Libération
- Décembre 1981
Dernier
acte
Ces Français,
quels escrocs ! Avec leur manie de s'approprier ce qui ne leur
appartient pas. Prenez Django par exemple. Le nom déjà
: Reinhardt. Suspect. Ça sonne pas terriblement auvergnat.
Ni normand. Tout juste alsacien, et encore. Qu'à cela ne
tienne, il suffit de le bombarder gitan. Manouche qui a planté
sa tente du côté du treizième arrondissement.
Les Français adorent les nomades. Pour peu qu'ils se révèlent
géniaux, donc français. C.Q.F.D. N'oubliez pas le
guide s'il vous plait.
Faux ! Faux,
archi-faux et dix-de-der. Django Reinhardt est bien né
le 23 janvier 1910, mais à Liverchies. En Belgique. Allons
bon ! La tuile ! Fin de la trilogie fatale. Après le porte-parole
de la chanson française : Jacques Brel, et le symbole vivant
du rock hexagonal : Johnny Hallyday, tous deux belges à
n'y pas croire, voici que la fierté même du swing
cocorico se démasque faux gaulois et vrai métèque.
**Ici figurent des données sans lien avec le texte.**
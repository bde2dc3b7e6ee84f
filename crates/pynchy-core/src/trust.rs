//! Per-service trust declarations for the lethal-trifecta defense.
//!
//! Users configure four booleans per service, not risk tiers; the policy
//! engine derives gating decisions from the combination. Each field accepts
//! `false`, `true`, or the string `"forbidden"` in TOML/JSON.

use std::collections::HashMap;
use std::fmt;

use serde::de::{self, Visitor};
use serde::{Deserialize, Deserializer, Serialize, Serializer};

/// Tri-state trust value: `false`, `true`, or `"forbidden"`.
#[derive(Debug, Clone, Copy, PartialEq, Eq, Default)]
pub enum TrustLevel {
    #[default]
    No,
    Yes,
    Forbidden,
}

impl TrustLevel {
    pub fn is_yes(self) -> bool {
        matches!(self, TrustLevel::Yes)
    }

    pub fn is_forbidden(self) -> bool {
        matches!(self, TrustLevel::Forbidden)
    }
}

impl Serialize for TrustLevel {
    fn serialize<S: Serializer>(&self, serializer: S) -> Result<S::Ok, S::Error> {
        match self {
            TrustLevel::No => serializer.serialize_bool(false),
            TrustLevel::Yes => serializer.serialize_bool(true),
            TrustLevel::Forbidden => serializer.serialize_str("forbidden"),
        }
    }
}

impl<'de> Deserialize<'de> for TrustLevel {
    fn deserialize<D: Deserializer<'de>>(deserializer: D) -> Result<Self, D::Error> {
        struct LevelVisitor;

        impl Visitor<'_> for LevelVisitor {
            type Value = TrustLevel;

            fn expecting(&self, f: &mut fmt::Formatter<'_>) -> fmt::Result {
                f.write_str("a boolean or the string \"forbidden\"")
            }

            fn visit_bool<E: de::Error>(self, v: bool) -> Result<TrustLevel, E> {
                Ok(if v { TrustLevel::Yes } else { TrustLevel::No })
            }

            fn visit_str<E: de::Error>(self, v: &str) -> Result<TrustLevel, E> {
                match v {
                    "forbidden" => Ok(TrustLevel::Forbidden),
                    "true" => Ok(TrustLevel::Yes),
                    "false" => Ok(TrustLevel::No),
                    other => Err(E::invalid_value(de::Unexpected::Str(other), &self)),
                }
            }
        }

        deserializer.deserialize_any(LevelVisitor)
    }
}

/// Trust record for a single `(workspace, service)` pair.
#[derive(Debug, Clone, Copy, PartialEq, Eq, Serialize, Deserialize)]
#[serde(default)]
pub struct ServiceTrust {
    /// Service returns content an attacker could author (prompt injection risk).
    pub public_source: TrustLevel,
    /// Reads from this service expose secret data.
    pub secret_data: TrustLevel,
    /// Writes to this service are visible outside the workspace (exfil sink).
    pub public_sink: TrustLevel,
    /// Writes can mutate host or external state in hard-to-undo ways.
    pub dangerous_writes: TrustLevel,
}

impl Default for ServiceTrust {
    /// Unknown services are maximally cautious: assumed attacker-readable
    /// and dangerous to write, but not secret-bearing or a public sink.
    fn default() -> Self {
        Self {
            public_source: TrustLevel::Yes,
            secret_data: TrustLevel::No,
            public_sink: TrustLevel::No,
            dangerous_writes: TrustLevel::Yes,
        }
    }
}

/// Effective security posture for one workspace: its service trust table
/// plus the workspace-wide secrets flag.
#[derive(Debug, Clone, Default, Serialize, Deserialize)]
pub struct WorkspaceSecurity {
    #[serde(default)]
    pub services: HashMap<String, ServiceTrust>,
    /// Files in the workspace itself hold secrets; any file-access tool use
    /// sets the secret taint.
    #[serde(default)]
    pub contains_secrets: bool,
}

impl WorkspaceSecurity {
    /// Trust record for `service`, falling back to the cautious default.
    pub fn trust(&self, service: &str) -> ServiceTrust {
        self.services.get(service).copied().unwrap_or_default()
    }
}

#[cfg(test)]
mod tests {
    use super::*;

    #[test]
    fn trust_level_roundtrip_bool_and_forbidden() {
        let parsed: TrustLevel = serde_json::from_str("true").unwrap();
        assert_eq!(parsed, TrustLevel::Yes);
        let parsed: TrustLevel = serde_json::from_str("false").unwrap();
        assert_eq!(parsed, TrustLevel::No);
        let parsed: TrustLevel = serde_json::from_str("\"forbidden\"").unwrap();
        assert_eq!(parsed, TrustLevel::Forbidden);

        assert_eq!(serde_json::to_string(&TrustLevel::Yes).unwrap(), "true");
        assert_eq!(
            serde_json::to_string(&TrustLevel::Forbidden).unwrap(),
            "\"forbidden\""
        );
    }

    #[test]
    fn unknown_service_defaults_cautious() {
        let sec = WorkspaceSecurity::default();
        let t = sec.trust("never-declared");
        assert!(t.public_source.is_yes());
        assert!(t.dangerous_writes.is_yes());
        assert!(!t.secret_data.is_yes());
        assert!(!t.public_sink.is_yes());
    }

    #[test]
    fn declared_service_wins_over_default() {
        let mut sec = WorkspaceSecurity::default();
        sec.services.insert(
            "github".into(),
            ServiceTrust {
                public_source: TrustLevel::No,
                secret_data: TrustLevel::No,
                public_sink: TrustLevel::Yes,
                dangerous_writes: TrustLevel::No,
            },
        );
        assert!(!sec.trust("github").public_source.is_yes());
        assert!(sec.trust("github").public_sink.is_yes());
    }
}
use pynchy_core::types::{ScheduleType, ScheduledTask, TaskStatus};
use rusqlite::params;

use crate::{Result, Store, StoreError};

fn row_to_task(row: &rusqlite::Row<'_>) -> rusqlite::Result<ScheduledTask> {
    let schedule_type: String = row.get(4)?;
    let status: String = row.get(10)?;
    Ok(ScheduledTask {
        id: row.get(0)?,
        group_folder: row.get(1)?,
        chat_jid: row.get(2)?,
        prompt: row.get(3)?,
        schedule_type: schedule_type.parse().unwrap_or(ScheduleType::Once),
        schedule_value: row.get(5)?,
        timezone: row.get(6)?,
        next_run: row.get(7)?,
        last_run: row.get(8)?,
        last_result: row.get(9)?,
        status: status.parse().unwrap_or(TaskStatus::Paused),
        created_at: row.get(11)?,
    })
}

const TASK_COLUMNS: &str = "id, group_folder, chat_jid, prompt, schedule_type, schedule_value, \
                            timezone, next_run, last_run, last_result, status, created_at";

impl Store {
    pub fn create_task(&self, task: &ScheduledTask) -> Result<()> {
        let conn = self.lock();
        conn.execute(
            &format!(
                "INSERT INTO scheduled_tasks ({TASK_COLUMNS})
                 VALUES (?1,?2,?3,?4,?5,?6,?7,?8,?9,?10,?11,?12)"
            ),
            params![
                task.id,
                task.group_folder,
                task.chat_jid,
                task.prompt,
                task.schedule_type.to_string(),
                task.schedule_value,
                task.timezone,
                task.next_run,
                task.last_run,
                task.last_result,
                task.status.to_string(),
                task.created_at,
            ],
        )?;
        Ok(())
    }

    pub fn get_task(&self, id: &str) -> Result<Option<ScheduledTask>> {
        let conn = self.lock();
        let mut stmt = conn
            .prepare_cached(&format!("SELECT {TASK_COLUMNS} FROM scheduled_tasks WHERE id = ?1"))?;
        let mut rows = stmt.query_map(params![id], row_to_task)?;
        Ok(rows.next().transpose()?)
    }

    pub fn list_tasks(&self, folder: Option<&str>) -> Result<Vec<ScheduledTask>> {
        let conn = self.lock();
        let tasks = match folder {
            Some(f) => {
                let mut stmt = conn.prepare_cached(&format!(
                    "SELECT {TASK_COLUMNS} FROM scheduled_tasks
                     WHERE group_folder = ?1 ORDER BY created_at"
                ))?;
                let rows = stmt.query_map(params![f], row_to_task)?;
                rows.filter_map(|r| r.ok()).collect()
            }
            None => {
                let mut stmt = conn.prepare_cached(&format!(
                    "SELECT {TASK_COLUMNS} FROM scheduled_tasks ORDER BY created_at"
                ))?;
                let rows = stmt.query_map([], row_to_task)?;
                rows.filter_map(|r| r.ok()).collect()
            }
        };
        Ok(tasks)
    }

    /// Tasks due now: `status=active AND next_run <= now`, oldest first.
    pub fn get_due_tasks(&self, now_iso: &str) -> Result<Vec<ScheduledTask>> {
        let conn = self.lock();
        let mut stmt = conn.prepare_cached(&format!(
            "SELECT {TASK_COLUMNS} FROM scheduled_tasks
             WHERE status = 'active' AND next_run IS NOT NULL AND next_run <= ?1
             ORDER BY next_run"
        ))?;
        let rows = stmt.query_map(params![now_iso], row_to_task)?;
        Ok(rows.filter_map(|r| r.ok()).collect())
    }

    pub fn set_task_status(&self, id: &str, status: TaskStatus) -> Result<()> {
        let conn = self.lock();
        let n = conn.execute(
            "UPDATE scheduled_tasks SET status = ?1 WHERE id = ?2",
            params![status.to_string(), id],
        )?;
        if n == 0 {
            return Err(StoreError::NotFound(format!("task {id}")));
        }
        Ok(())
    }

    /// Record the outcome of a run and roll the schedule forward.
    /// `next_run = None` marks the task completed (exhausted `once`).
    pub fn record_task_run(
        &self,
        id: &str,
        last_run: &str,
        last_result: &str,
        next_run: Option<&str>,
        duration_ms: i64,
        error: Option<&str>,
    ) -> Result<()> {
        let mut conn = self.lock();
        let tx = conn.transaction()?;
        let status = if next_run.is_none() {
            "completed"
        } else {
            "active"
        };
        tx.execute(
            "UPDATE scheduled_tasks
             SET last_run = ?1, last_result = ?2, next_run = ?3, status = ?4
             WHERE id = ?5",
            params![last_run, last_result, next_run, status, id],
        )?;
        tx.execute(
            "INSERT INTO task_run_logs (task_id, run_at, duration_ms, status, result, error)
             VALUES (?1,?2,?3,?4,?5,?6)",
            params![
                id,
                last_run,
                duration_ms,
                if error.is_some() { "error" } else { "ok" },
                last_result,
                error,
            ],
        )?;
        tx.commit()?;
        Ok(())
    }

    pub fn delete_task(&self, id: &str) -> Result<bool> {
        let conn = self.lock();
        let n = conn.execute("DELETE FROM scheduled_tasks WHERE id = ?1", params![id])?;
        Ok(n > 0)
    }

    /// Drop completed tasks (and their run logs) older than `max_age_days`.
    pub fn prune_completed_tasks(&self, max_age_days: i64) -> Result<usize> {
        let cutoff = (chrono::Utc::now() - chrono::Duration::days(max_age_days)).to_rfc3339();
        let mut conn = self.lock();
        let tx = conn.transaction()?;
        tx.execute(
            "DELETE FROM task_run_logs WHERE task_id IN
             (SELECT id FROM scheduled_tasks
              WHERE status = 'completed' AND last_run IS NOT NULL AND last_run < ?1)",
            params![cutoff],
        )?;
        let n = tx.execute(
            "DELETE FROM scheduled_tasks
             WHERE status = 'completed' AND last_run IS NOT NULL AND last_run < ?1",
            params![cutoff],
        )?;
        tx.commit()?;
        Ok(n)
    }
}

#[cfg(test)]
mod tests {
    use super::*;

    fn task(id: &str, next_run: Option<&str>, status: TaskStatus) -> ScheduledTask {
        ScheduledTask {
            id: id.into(),
            group_folder: "dev".into(),
            chat_jid: "slack:C1".into(),
            prompt: "check the builds".into(),
            schedule_type: ScheduleType::Interval,
            schedule_value: "60000".into(),
            timezone: "UTC".into(),
            status,
            next_run: next_run.map(String::from),
            last_run: None,
            last_result: None,
            created_at: "2026-01-01T00:00:00+00:00".into(),
        }
    }

    #[test]
    fn due_query_filters_status_and_time() {
        let store = Store::open_in_memory().unwrap();
        store
            .create_task(&task("t1", Some("2026-01-01T00:00:00+00:00"), TaskStatus::Active))
            .unwrap();
        store
            .create_task(&task("t2", Some("2099-01-01T00:00:00+00:00"), TaskStatus::Active))
            .unwrap();
        store
            .create_task(&task("t3", Some("2026-01-01T00:00:00+00:00"), TaskStatus::Paused))
            .unwrap();

        let due = store.get_due_tasks("2026-06-01T00:00:00+00:00").unwrap();
        assert_eq!(due.len(), 1);
        assert_eq!(due[0].id, "t1");
    }

    #[test]
    fn record_run_completes_exhausted_schedules() {
        let store = Store::open_in_memory().unwrap();
        store
            .create_task(&task("t1", Some("2026-01-01T00:00:00+00:00"), TaskStatus::Active))
            .unwrap();
        store
            .record_task_run("t1", "2026-01-01T00:00:05+00:00", "done", None, 1200, None)
            .unwrap();
        let got = store.get_task("t1").unwrap().unwrap();
        assert_eq!(got.status, TaskStatus::Completed);
        assert!(got.next_run.is_none());
        assert_eq!(got.last_result.as_deref(), Some("done"));
    }

    #[test]
    fn pause_resume_cycle() {
        let store = Store::open_in_memory().unwrap();
        store
            .create_task(&task("t1", Some("2026-01-01T00:00:00+00:00"), TaskStatus::Active))
            .unwrap();
        store.set_task_status("t1", TaskStatus::Paused).unwrap();
        assert!(store.get_due_tasks("2099-01-01T00:00:00+00:00").unwrap().is_empty());
        store.set_task_status("t1", TaskStatus::Active).unwrap();
        assert_eq!(store.get_due_tasks("2099-01-01T00:00:00+00:00").unwrap().len(), 1);
        assert!(store.set_task_status("missing", TaskStatus::Paused).is_err());
    }

    #[test]
    fn prune_removes_old_completed_only() {
        let store = Store::open_in_memory().unwrap();
        store.create_task(&task("t1", None, TaskStatus::Completed)).unwrap();
        store
            .record_task_run("t1", "2020-01-01T00:00:00+00:00", "done", None, 10, None)
            .unwrap();
        store
            .create_task(&task("t2", Some("2099-01-01T00:00:00+00:00"), TaskStatus::Active))
            .unwrap();

        let pruned = store.prune_completed_tasks(30).unwrap();
        assert_eq!(pruned, 1);
        assert!(store.get_task("t1").unwrap().is_none());
        assert!(store.get_task("t2").unwrap().is_some());
    }
}
//! Outbound message formatting: `<internal>` thought blocks, `<host>`
//! operational tags, and one-line tool-call previews for trace messages.

use pynchy_core::util::truncate_chars;
use serde_json::Value;

const INTERNAL_OPEN: &str = "<internal>";
const INTERNAL_CLOSE: &str = "</internal>";
const HOST_OPEN: &str = "<host>";
const HOST_CLOSE: &str = "</host>";

/// Remove completed `<internal>…</internal>` blocks entirely.
pub fn strip_internal_tags(text: &str) -> String {
    let mut out = String::with_capacity(text.len());
    let mut rest = text;
    while let Some(start) = rest.find(INTERNAL_OPEN) {
        out.push_str(&rest[..start]);
        match rest[start..].find(INTERNAL_CLOSE) {
            Some(end) => rest = &rest[start + end + INTERNAL_CLOSE.len()..],
            None => {
                rest = "";
                break;
            }
        }
    }
    out.push_str(rest);
    out.trim().to_string()
}

/// Render completed `<internal>…</internal>` blocks as 🧠-prefixed
/// thoughts instead of hiding them.
pub fn format_internal_tags(text: &str) -> String {
    let mut out = String::with_capacity(text.len());
    let mut rest = text;
    while let Some(start) = rest.find(INTERNAL_OPEN) {
        out.push_str(&rest[..start]);
        let after_open = &rest[start + INTERNAL_OPEN.len()..];
        match after_open.find(INTERNAL_CLOSE) {
            Some(end) => {
                let thought = after_open[..end].trim();
                if !thought.is_empty() {
                    out.push_str(&format!("\u{1f9e0} _{thought}_"));
                }
                rest = &after_open[end + INTERNAL_CLOSE.len()..];
            }
            None => {
                // Unclosed block: keep the tag so the streamer can hide it.
                out.push_str(&rest[start..]);
                rest = "";
                break;
            }
        }
    }
    out.push_str(rest);
    out
}

/// Whether text is wholly wrapped in `<host>` tags; returns the inner
/// content when it is. Host-tagged output is operational — stored with
/// `sender = "host"` and never shown to the model.
pub fn parse_host_tag(text: &str) -> (bool, String) {
    let trimmed = text.trim();
    if let Some(inner) = trimmed.strip_prefix(HOST_OPEN) {
        if let Some(content) = inner.strip_suffix(HOST_CLOSE) {
            return (true, content.trim().to_string());
        }
    }
    (false, text.to_string())
}

/// One-line preview of a tool invocation so chat users see what the agent
/// is doing, not just the tool name.
pub fn format_tool_preview(tool_name: &str, input: &Value) -> String {
    let get = |key: &str| input.get(key).and_then(|v| v.as_str()).unwrap_or("");

    match tool_name {
        "Bash" => {
            let cmd = get("command");
            if cmd.is_empty() {
                "Bash".into()
            } else {
                format!("Bash: {}", truncate_chars(cmd, 180))
            }
        }
        "Read" | "Edit" | "Write" => {
            let path = get("file_path");
            if path.is_empty() {
                tool_name.into()
            } else {
                format!("{tool_name}: {}", truncate_chars(path, 150))
            }
        }
        "Grep" => {
            let mut parts = vec![tool_name.to_string()];
            let pattern = get("pattern");
            if !pattern.is_empty() {
                parts.push(format!("/{pattern}/"));
            }
            let path = get("path");
            if !path.is_empty() {
                parts.push(path.to_string());
            }
            parts.join(" ")
        }
        "Glob" => {
            let pattern = get("pattern");
            if pattern.is_empty() {
                "Glob".into()
            } else {
                format!("Glob: {pattern}")
            }
        }
        "WebFetch" => {
            let url = get("url");
            if url.is_empty() {
                "WebFetch".into()
            } else {
                format!("WebFetch: {}", truncate_chars(url, 150))
            }
        }
        "WebSearch" => {
            let query = get("query");
            if query.is_empty() {
                "WebSearch".into()
            } else {
                format!("WebSearch: {}", truncate_chars(query, 150))
            }
        }
        "Task" => {
            let desc = get("description");
            if desc.is_empty() {
                "Task".into()
            } else {
                format!("Task: {desc}")
            }
        }
        _ => {
            if input.is_null() || input.as_object().map(|o| o.is_empty()).unwrap_or(false) {
                tool_name.into()
            } else {
                format!("{tool_name}: {}", truncate_chars(&input.to_string(), 150))
            }
        }
    }
}

#[cfg(test)]
mod tests {
    use super::*;
    use serde_json::json;

    #[test]
    fn strip_removes_completed_blocks() {
        let text = "before <internal>secret thought</internal> after";
        assert_eq!(strip_internal_tags(text), "before  after");
    }

    #[test]
    fn format_renders_thoughts() {
        let text = "hi <internal>pondering</internal> there";
        let out = format_internal_tags(text);
        assert!(out.contains("\u{1f9e0} _pondering_"));
        assert!(!out.contains("<internal>"));
    }

    #[test]
    fn unclosed_internal_tag_is_preserved_for_hiding() {
        let text = "visible <internal>still streaming";
        let out = format_internal_tags(text);
        assert!(out.contains("<internal>"));
    }

    #[test]
    fn host_tag_detection() {
        let (is_host, content) = parse_host_tag("<host>Deploy finished</host>");
        assert!(is_host);
        assert_eq!(content, "Deploy finished");

        let (is_host, content) = parse_host_tag("plain reply");
        assert!(!is_host);
        assert_eq!(content, "plain reply");
    }

    #[test]
    fn tool_previews_extract_relevant_detail() {
        assert_eq!(
            format_tool_preview("Bash", &json!({"command": "ls -la"})),
            "Bash: ls -la"
        );
        assert_eq!(
            format_tool_preview("Read", &json!({"file_path": "/src/main.rs"})),
            "Read: /src/main.rs"
        );
        assert_eq!(
            format_tool_preview("Grep", &json!({"pattern": "todo", "path": "src"})),
            "Grep /todo/ src"
        );
        assert_eq!(format_tool_preview("Mystery", &json!({})), "Mystery");
        let long = "x".repeat(300);
        let preview = format_tool_preview("Bash", &json!({ "command": long }));
        assert!(preview.chars().count() <= 186);
        assert!(preview.ends_with("..."));
    }
}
Invraisemblable. Coup dur pour la Bourse. Surtout quand on sait
que le père spirituel de la musique afro-américaine,
Adolphe Sax, est originaire de Bruxelles et qu'André Darrigade,
la flèche landaise, n'a jamais été foutu
de coiffer Rick Van Looy sur la ligne d'arrivée. Alors
? Est-ce vraiment la peine de la ramener finement avec ces histoires
pitoyables ? À votre avis ?!
Le jazz belge
n'est donc pas un vain mot. Il existe, vous l'avez rencontré.
Côté guitare notamment. Django a fait tâche
d'huile. Feu René Thomas peut même se vanter d'avoir
fréquenté assidûment quelques demi-dieux,
comme Stan Getz ou Sonny Rollins. Quant à Philip Catherine,
après avoir tenu la dragée haute à Larry
Corryel, il s'est fendu d'un petit chorus sur l'un des derniers
(et plus beaux) albums de Charles Mingus. Rien à cirer
les Amerloques des histoires belges. Un seul critère :
faire l'affaire ou pas. Pragmatiques, les mecs. C'est là
leur force.
Tout ça
pour dire qu'on ne voit pas si souvent les jazzmen belges de ce
côté-ci de la frontière. Sinon pour croire
qu'ils font partie de la famille. Tout naturellement. Il ne faut
pas charrier. Coïncidence heureuse, en voici une poignée
qui vient de débarquer des régions hostiles. Cinq
petites soirées. Le temps de découvrir auprès
de talents "confirmés" comme Catherine, Jacques Pelzer
ou Jean-Louis Rassinfosse, quelques jeunes (et moins jeunes) qui
assurent vaillamment : le trompettiste Richard Rousselet, le vibraphoniste
Guy Cabay, les pianistes Charles Loos et Michel Herr, le guitariste
(encore !) Serge Lazarevitch, etc. Si, victimes de préjugés
tenaces ou mal informés, vous avez manqué le début
du film, il vous reste une dernière chance de sauver la
face. Act Big Band. Une espèce de Best Of des solistes
du Plat-Pays, dirigé par le batteur Félix Simtaine.
Le genre grosse artillerie bien huilée qui se réfère
volontiers à Gil Evans, Thad Jones-Mel Lewis, voire le
Globe Unity Orchestra. Rien que du solide. Avec comme règle
d'or : le swing, une fois. Tête de lard et compagnie.
Alors un bon conseil : amenez vos chaussures neuves.